_Data extract_:
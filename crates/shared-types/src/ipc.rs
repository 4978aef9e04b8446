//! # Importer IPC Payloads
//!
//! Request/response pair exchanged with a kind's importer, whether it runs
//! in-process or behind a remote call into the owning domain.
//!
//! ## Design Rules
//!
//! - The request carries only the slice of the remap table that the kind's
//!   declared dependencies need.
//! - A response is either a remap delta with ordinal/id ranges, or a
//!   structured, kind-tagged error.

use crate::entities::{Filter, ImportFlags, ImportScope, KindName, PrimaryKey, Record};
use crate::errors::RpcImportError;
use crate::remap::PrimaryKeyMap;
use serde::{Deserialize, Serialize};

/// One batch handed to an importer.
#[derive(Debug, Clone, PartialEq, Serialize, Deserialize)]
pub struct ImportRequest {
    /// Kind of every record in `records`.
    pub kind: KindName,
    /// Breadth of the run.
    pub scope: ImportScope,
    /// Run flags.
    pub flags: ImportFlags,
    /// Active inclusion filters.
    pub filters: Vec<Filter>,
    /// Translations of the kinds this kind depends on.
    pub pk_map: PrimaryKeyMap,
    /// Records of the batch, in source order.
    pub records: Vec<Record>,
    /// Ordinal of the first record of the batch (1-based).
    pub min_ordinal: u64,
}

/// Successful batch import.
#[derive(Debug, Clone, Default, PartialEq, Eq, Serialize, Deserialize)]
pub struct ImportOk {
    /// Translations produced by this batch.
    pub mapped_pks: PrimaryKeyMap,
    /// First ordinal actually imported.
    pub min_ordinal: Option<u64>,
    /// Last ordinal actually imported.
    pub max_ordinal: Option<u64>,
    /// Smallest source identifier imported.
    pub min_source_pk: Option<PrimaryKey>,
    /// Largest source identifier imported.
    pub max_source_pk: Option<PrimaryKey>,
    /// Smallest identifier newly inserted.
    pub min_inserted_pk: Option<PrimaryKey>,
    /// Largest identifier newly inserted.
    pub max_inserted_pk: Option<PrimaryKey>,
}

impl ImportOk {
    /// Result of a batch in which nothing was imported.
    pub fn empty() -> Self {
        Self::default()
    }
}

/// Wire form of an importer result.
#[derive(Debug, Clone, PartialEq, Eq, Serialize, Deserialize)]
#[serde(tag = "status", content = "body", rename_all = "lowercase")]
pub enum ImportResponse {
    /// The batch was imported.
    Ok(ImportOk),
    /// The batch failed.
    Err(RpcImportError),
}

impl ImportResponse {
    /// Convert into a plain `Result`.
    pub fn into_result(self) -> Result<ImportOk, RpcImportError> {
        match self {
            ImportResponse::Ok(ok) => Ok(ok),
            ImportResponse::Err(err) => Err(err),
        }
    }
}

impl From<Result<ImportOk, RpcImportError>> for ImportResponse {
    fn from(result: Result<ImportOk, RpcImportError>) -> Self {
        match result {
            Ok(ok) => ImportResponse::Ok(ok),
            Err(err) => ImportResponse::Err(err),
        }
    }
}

_What the task requires_: Wherever "ImportResponse" appears in a line of the entries, copy that line.

_The completed task_:
pub enum ImportResponse {
impl ImportResponse {
            ImportResponse::Ok(ok) => Ok(ok),
            ImportResponse::Err(err) => Err(err),
impl From<Result<ImportOk, RpcImportError>> for ImportResponse {
            Ok(ok) => ImportResponse::Ok(ok),
            Err(err) => ImportResponse::Err(err),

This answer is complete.